- REQUIREMENT
Below are some records. Copy every line in them that holds "InvalidTicket".

- MATERIAL PROVIDED
________________

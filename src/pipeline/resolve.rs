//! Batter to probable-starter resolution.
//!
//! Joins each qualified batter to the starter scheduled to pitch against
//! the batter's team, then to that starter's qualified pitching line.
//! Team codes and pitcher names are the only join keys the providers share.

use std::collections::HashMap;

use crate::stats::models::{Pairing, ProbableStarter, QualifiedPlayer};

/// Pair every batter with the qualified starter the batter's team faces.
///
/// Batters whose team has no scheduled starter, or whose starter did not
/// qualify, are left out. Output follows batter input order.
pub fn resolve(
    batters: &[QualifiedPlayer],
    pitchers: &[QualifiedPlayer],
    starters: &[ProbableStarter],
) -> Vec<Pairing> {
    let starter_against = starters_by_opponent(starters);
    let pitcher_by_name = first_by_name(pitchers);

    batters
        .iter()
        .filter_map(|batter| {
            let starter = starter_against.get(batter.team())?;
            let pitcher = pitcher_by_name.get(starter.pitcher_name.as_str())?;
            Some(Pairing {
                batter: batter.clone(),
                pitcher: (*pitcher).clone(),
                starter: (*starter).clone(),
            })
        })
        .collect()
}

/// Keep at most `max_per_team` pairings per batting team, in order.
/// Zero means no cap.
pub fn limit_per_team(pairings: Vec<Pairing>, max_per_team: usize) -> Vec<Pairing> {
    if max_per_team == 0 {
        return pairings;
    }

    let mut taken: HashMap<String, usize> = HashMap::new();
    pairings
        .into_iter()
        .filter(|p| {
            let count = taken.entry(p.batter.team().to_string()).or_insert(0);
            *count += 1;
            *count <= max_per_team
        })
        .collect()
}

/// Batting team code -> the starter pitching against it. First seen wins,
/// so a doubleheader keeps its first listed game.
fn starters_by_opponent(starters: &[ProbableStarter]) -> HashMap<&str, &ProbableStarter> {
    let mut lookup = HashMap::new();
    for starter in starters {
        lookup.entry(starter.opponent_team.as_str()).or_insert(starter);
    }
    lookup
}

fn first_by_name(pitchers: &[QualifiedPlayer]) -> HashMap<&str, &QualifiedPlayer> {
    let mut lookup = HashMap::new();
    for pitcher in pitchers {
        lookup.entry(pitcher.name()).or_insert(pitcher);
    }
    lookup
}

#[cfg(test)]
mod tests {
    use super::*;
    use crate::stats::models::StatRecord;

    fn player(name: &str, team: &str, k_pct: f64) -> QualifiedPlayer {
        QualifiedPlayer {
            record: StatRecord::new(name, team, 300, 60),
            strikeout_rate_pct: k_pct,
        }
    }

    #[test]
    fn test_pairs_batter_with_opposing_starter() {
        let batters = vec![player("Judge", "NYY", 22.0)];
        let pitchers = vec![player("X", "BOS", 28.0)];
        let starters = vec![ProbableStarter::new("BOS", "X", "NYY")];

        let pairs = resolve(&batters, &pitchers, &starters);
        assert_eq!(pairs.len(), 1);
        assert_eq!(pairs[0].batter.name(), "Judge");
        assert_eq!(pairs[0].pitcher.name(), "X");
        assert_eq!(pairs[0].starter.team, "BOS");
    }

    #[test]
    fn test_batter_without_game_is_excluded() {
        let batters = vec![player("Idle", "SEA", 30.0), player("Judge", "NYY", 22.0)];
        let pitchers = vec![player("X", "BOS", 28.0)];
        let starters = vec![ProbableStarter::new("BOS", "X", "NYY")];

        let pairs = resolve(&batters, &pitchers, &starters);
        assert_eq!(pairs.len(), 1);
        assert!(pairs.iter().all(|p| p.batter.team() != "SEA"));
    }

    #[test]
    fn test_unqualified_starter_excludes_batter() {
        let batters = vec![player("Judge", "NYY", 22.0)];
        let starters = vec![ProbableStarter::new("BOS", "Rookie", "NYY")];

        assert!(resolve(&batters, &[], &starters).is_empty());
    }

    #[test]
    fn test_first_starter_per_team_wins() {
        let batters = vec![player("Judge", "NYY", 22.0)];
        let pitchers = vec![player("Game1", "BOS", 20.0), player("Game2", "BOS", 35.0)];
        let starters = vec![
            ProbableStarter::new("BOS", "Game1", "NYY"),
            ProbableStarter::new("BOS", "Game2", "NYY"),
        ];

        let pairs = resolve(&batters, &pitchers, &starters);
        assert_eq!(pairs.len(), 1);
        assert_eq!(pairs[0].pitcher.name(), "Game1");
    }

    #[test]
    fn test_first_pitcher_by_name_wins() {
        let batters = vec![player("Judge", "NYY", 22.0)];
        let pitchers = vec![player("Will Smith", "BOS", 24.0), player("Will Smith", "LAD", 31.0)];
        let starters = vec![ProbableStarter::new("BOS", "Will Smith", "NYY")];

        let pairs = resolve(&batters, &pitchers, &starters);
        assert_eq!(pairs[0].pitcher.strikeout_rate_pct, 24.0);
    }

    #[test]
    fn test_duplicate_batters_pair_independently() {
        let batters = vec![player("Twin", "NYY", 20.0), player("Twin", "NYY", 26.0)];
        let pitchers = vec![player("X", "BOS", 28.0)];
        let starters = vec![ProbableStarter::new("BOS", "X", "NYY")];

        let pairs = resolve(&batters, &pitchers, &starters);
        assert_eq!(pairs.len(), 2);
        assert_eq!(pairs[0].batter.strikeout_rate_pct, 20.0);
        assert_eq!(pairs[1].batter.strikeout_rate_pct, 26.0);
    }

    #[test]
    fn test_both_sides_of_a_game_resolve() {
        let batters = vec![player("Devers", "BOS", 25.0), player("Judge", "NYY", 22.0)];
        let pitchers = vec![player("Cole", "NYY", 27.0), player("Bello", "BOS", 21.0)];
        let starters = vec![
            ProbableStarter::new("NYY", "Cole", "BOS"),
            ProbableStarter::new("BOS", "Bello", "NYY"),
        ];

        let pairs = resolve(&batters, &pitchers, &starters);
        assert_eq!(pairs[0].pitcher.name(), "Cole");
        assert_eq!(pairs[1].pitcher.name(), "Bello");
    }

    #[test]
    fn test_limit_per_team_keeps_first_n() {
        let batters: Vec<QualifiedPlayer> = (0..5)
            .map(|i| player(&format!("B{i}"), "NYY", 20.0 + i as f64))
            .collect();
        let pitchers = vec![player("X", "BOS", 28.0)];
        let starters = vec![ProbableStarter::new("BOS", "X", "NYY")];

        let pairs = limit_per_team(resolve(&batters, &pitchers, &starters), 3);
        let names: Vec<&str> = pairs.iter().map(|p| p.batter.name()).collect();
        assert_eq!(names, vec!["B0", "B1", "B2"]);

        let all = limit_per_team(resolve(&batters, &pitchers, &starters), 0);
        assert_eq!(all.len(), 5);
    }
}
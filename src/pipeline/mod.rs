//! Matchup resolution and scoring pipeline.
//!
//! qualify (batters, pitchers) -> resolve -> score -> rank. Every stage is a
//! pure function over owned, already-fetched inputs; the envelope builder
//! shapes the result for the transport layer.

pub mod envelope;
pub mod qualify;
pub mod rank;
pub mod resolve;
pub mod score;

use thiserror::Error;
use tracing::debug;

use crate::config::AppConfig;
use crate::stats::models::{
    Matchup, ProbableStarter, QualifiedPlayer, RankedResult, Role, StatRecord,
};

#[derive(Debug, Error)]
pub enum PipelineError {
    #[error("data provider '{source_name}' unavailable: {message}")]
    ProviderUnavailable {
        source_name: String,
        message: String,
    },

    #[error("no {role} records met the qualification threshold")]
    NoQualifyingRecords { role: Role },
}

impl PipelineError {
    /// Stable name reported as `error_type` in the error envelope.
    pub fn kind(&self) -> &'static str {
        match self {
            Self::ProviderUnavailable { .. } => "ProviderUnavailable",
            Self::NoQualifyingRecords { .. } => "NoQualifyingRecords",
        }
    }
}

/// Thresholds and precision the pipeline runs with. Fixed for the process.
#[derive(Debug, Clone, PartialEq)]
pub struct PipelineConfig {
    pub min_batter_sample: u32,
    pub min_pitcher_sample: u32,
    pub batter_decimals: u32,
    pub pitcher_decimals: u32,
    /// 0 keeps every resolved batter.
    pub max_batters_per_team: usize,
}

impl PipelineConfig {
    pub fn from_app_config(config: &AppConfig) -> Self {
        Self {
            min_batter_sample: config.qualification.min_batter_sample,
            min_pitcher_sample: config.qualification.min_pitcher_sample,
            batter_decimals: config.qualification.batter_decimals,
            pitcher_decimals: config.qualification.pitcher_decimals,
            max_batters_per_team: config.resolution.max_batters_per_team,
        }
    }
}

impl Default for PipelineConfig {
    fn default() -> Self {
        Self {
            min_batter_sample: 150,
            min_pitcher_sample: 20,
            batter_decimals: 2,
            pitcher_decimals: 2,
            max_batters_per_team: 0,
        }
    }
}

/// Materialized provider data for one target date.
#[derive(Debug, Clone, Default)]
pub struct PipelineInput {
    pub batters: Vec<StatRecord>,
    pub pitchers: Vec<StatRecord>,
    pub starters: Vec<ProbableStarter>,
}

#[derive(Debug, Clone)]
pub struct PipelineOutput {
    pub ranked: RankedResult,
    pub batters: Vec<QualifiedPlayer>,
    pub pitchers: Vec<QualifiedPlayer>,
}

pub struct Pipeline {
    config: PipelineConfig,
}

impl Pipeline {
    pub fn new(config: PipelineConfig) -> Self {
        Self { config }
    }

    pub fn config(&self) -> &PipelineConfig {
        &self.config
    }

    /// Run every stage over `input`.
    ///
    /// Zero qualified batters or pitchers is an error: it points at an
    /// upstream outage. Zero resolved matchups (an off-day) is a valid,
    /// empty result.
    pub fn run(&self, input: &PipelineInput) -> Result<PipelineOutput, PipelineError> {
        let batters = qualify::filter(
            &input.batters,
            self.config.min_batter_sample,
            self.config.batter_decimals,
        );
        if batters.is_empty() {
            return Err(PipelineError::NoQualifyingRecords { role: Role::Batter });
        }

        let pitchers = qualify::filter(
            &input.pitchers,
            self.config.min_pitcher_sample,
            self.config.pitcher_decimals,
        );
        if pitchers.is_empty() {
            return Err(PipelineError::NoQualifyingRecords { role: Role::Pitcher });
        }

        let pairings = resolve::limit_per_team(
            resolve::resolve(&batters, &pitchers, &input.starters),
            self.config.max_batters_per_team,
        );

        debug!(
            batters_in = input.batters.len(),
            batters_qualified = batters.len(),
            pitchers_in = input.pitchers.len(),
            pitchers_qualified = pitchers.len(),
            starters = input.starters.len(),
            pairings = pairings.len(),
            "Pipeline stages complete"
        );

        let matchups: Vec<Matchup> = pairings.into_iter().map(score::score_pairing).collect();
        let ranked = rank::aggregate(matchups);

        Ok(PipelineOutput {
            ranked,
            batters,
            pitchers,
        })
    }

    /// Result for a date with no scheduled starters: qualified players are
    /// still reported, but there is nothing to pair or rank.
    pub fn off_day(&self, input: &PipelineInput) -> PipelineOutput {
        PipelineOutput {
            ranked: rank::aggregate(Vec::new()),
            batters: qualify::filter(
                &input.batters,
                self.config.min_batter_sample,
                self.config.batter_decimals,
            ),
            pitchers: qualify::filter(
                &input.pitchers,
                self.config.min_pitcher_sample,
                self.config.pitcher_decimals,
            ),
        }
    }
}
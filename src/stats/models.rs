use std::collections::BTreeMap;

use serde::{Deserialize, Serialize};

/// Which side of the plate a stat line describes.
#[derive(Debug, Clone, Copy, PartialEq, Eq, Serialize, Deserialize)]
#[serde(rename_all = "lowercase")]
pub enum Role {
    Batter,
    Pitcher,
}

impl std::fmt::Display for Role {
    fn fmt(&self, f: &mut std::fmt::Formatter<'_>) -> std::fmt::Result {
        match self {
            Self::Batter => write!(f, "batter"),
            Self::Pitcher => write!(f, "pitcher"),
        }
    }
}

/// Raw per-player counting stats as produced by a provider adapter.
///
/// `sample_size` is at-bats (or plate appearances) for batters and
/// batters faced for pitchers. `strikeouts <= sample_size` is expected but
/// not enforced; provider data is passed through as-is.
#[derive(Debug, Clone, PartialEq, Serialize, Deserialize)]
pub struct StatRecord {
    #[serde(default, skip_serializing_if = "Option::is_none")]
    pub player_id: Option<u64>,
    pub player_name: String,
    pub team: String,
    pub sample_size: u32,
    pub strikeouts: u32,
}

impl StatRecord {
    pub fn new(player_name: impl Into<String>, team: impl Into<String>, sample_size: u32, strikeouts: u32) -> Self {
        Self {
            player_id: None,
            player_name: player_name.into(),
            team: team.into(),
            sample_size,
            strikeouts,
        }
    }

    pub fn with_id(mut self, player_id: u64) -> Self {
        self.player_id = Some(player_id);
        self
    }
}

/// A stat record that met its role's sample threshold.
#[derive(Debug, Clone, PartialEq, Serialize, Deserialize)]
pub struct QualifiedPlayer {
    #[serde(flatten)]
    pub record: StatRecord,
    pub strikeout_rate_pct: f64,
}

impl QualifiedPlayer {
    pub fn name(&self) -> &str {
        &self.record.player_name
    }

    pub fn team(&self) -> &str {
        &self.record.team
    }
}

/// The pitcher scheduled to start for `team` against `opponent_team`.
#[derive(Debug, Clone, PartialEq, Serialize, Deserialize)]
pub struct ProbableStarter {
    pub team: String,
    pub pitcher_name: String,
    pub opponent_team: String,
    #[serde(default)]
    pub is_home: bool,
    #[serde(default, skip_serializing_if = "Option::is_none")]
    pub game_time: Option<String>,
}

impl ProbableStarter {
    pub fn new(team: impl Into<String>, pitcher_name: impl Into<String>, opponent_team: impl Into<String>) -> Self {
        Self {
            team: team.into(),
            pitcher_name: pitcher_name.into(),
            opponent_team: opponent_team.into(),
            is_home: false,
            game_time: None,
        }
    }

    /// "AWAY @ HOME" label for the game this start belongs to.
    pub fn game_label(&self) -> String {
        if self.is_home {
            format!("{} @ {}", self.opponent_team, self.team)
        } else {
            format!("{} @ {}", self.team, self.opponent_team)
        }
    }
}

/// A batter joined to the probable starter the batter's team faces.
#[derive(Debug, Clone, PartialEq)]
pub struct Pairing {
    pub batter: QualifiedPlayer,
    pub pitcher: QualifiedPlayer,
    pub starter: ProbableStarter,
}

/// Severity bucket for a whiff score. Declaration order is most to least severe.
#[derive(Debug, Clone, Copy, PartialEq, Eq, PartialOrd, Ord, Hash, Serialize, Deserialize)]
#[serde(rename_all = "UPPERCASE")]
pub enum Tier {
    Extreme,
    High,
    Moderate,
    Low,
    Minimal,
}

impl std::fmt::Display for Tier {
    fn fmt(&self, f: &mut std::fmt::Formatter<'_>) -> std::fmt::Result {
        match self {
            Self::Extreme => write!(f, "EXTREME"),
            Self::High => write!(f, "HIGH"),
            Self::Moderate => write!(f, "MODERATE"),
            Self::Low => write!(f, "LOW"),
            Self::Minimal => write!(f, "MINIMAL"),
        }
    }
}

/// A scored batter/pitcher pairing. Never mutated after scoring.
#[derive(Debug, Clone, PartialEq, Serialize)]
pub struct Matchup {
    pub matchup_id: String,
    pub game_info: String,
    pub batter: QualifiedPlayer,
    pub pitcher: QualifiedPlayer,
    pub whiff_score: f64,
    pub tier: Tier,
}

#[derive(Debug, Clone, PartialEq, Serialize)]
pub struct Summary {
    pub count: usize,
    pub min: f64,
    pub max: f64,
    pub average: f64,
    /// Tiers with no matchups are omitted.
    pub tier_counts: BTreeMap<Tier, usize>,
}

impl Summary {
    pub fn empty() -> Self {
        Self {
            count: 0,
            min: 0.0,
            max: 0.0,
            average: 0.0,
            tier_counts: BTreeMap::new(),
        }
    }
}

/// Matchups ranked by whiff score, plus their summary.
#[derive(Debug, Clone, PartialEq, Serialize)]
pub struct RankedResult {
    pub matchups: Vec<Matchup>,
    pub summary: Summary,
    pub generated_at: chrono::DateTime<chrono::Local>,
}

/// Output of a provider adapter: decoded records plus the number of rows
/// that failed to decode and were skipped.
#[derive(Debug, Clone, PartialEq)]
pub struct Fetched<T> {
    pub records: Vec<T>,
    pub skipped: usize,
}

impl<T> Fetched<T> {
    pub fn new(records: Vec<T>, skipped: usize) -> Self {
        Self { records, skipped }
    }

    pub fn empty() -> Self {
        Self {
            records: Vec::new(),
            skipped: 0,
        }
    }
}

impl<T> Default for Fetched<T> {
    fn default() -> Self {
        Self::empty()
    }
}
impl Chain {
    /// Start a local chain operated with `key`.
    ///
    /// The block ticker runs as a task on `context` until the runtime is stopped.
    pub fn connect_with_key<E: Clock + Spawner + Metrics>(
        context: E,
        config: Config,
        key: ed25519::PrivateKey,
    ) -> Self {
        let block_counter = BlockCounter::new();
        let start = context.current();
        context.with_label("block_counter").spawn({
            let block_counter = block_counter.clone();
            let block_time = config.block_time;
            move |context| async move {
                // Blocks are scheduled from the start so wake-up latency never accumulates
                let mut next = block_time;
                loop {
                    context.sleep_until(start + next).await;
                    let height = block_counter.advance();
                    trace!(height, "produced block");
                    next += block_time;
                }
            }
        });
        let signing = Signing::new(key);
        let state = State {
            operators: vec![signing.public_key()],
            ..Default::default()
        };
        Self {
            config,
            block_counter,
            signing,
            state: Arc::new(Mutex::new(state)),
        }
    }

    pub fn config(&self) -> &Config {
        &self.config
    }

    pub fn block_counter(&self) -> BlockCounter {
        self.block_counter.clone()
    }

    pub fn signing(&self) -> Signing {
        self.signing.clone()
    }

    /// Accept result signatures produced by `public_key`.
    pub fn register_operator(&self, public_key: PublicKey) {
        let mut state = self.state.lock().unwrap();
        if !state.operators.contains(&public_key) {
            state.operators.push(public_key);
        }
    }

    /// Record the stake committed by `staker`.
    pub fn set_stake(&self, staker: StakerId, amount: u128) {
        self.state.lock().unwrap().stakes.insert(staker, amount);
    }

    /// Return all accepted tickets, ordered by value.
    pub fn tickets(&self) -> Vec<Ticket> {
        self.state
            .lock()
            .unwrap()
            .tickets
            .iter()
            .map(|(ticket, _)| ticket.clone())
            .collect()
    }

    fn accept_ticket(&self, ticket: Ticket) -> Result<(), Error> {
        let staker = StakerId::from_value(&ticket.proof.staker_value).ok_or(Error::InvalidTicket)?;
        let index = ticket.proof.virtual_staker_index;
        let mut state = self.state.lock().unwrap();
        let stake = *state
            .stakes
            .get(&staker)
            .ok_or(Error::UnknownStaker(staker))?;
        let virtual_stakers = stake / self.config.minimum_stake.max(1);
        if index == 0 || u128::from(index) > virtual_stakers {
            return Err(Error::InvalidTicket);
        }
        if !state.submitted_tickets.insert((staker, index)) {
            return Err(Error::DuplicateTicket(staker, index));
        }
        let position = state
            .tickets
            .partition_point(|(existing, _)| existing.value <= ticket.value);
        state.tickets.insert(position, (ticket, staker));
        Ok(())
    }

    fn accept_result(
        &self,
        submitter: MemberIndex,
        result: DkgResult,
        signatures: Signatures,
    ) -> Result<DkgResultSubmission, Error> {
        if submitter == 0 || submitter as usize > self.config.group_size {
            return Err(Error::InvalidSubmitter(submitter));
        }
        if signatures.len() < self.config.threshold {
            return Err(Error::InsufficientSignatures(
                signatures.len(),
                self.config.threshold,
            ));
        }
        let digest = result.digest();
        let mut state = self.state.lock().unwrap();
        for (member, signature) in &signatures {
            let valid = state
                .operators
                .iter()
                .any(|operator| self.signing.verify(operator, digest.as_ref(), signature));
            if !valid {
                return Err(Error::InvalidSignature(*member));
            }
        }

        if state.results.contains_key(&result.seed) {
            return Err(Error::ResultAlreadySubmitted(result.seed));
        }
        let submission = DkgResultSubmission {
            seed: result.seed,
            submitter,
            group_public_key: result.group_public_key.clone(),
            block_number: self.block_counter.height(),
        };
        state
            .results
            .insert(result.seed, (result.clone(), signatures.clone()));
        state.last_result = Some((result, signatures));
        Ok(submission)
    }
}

________________

- SOLVED EXERCISE
        let staker = StakerId::from_value(&ticket.proof.staker_value).ok_or(Error::InvalidTicket)?;
            return Err(Error::InvalidTicket);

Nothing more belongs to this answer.